I must admit. I think, I am going through withdrawal symptoms. No, not that kind. I am not an alcoholic, and I don’t do drugs. I do drink coffee, but definitely no withdrawal from there! This is a different kind of withdrawal. I think, I just OD’d on work and now I am feeling the project withdrawal symptoms. I did a regular day’s work today, it feels like I am not doing any real work. I get out of the building, while there is some light, it feels like I am leaving too early!
I just finished a project of refactoring one of our websites for performance. It took a lot of long days and nights, incessant reading, writing, thinking. Lot of headaches, anxieties, uncertainties. At times, it looked impossible, insurmountable and the team members expressed concerns, doubts. Even the week we were getting ready, there were issues, bugs, failed tests, network issues. After all, we are in the tax (peak) season already, is this a good time to deploy such a big change? Is it going to happen? Is it worth it? It was like writing/reading a mystery novel at the same time. What is the end? I am writing it, but I am also hoping to read it ahead. Couldn’t stand the suspense no more.

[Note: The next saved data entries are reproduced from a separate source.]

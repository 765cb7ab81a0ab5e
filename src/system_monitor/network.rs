/*
 * This Source Code Form is subject to the terms of the Mozilla Public
 * License, v. 2.0. If a copy of the MPL was not distributed with this
 * file, You can obtain one at https://mozilla.org/MPL/2.0/.
 */

use crate::report::{DeviceMeasurement, SystemMeasurements};

#[derive(Debug, Clone, PartialEq, Eq)]
pub struct InterfaceStat {
    pub interface: String,
    pub recv_bytes: i64,
    pub recv_packets: i64,
    pub sent_bytes: i64,
    pub sent_packets: i64,
}
impl InterfaceStat {
    /// Parses one interface line of `/proc/net/dev`. The two header lines have no `:` and are
    /// rejected. Large counters can run into the colon, so the name is split off first.
    pub fn parse_line(line: &str) -> Option<Self> {
        let (interface, counters) = line.split_once(':')?;
        let counters = counters
            .split_whitespace()
            .map(|field| field.parse::<i64>().ok())
            .collect::<Option<Vec<_>>>()?;
        if counters.len() != 16 {
            return None;
        }

        Some(Self {
            interface: interface.trim().to_string(),
            recv_bytes: counters[0],
            recv_packets: counters[1],
            sent_bytes: counters[8],
            sent_packets: counters[9],
        })
    }
}

pub fn append(sm: &mut SystemMeasurements, now: i64, net_dev: &str) {
    for stat in net_dev.lines().filter_map(InterfaceStat::parse_line) {
        let name = stat.interface.as_str();
        sm.net_bytes_recv
            .push(DeviceMeasurement::new(name, now, stat.recv_bytes));
        sm.net_packets_recv
            .push(DeviceMeasurement::new(name, now, stat.recv_packets));
        sm.net_bytes_sent
            .push(DeviceMeasurement::new(name, now, stat.sent_bytes));
        sm.net_packets_sent
            .push(DeviceMeasurement::new(name, now, stat.sent_packets));
    }
}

The number of tasks grew and grew, as I picked up slack for team members that went on vacation. Finally, it’s over!! poof! gone! We installed the system Thursday night. No issues!!!!! What? No way! I was looking for issues. But none. It was a good thing, lot of planning and work went into it, yet it felt like a very bland ending of the mystery novel. Phew! No issues! It feels good. But, why does it feel like nothing happened? The rest of the team members haven’t said anything yet. Did the implementation really happen? I look at the beautiful log file created by Log4J smiling at me. The changes actually helped us catch an issue, we otherwise wouldn’t. Yes, we did it!!
Now, I am catching up with the rest of life. I was here, wasn’t I? Calls to be made, photos to share, trips to make, people to catch up with. In the past few months, I would come home late from work, eat and jump right back on the computer, pouring over the source code, popping in and out of forums, go round and round the world wide web, eyes glued to pages of the books and the mountain of pages I printed. Now, it feels like I don’t have anything to do. But, it’s a nice withdrawal! No hangovers, no issues! Work, life balance? My wife thinks, I am back to life!!! Good to be back!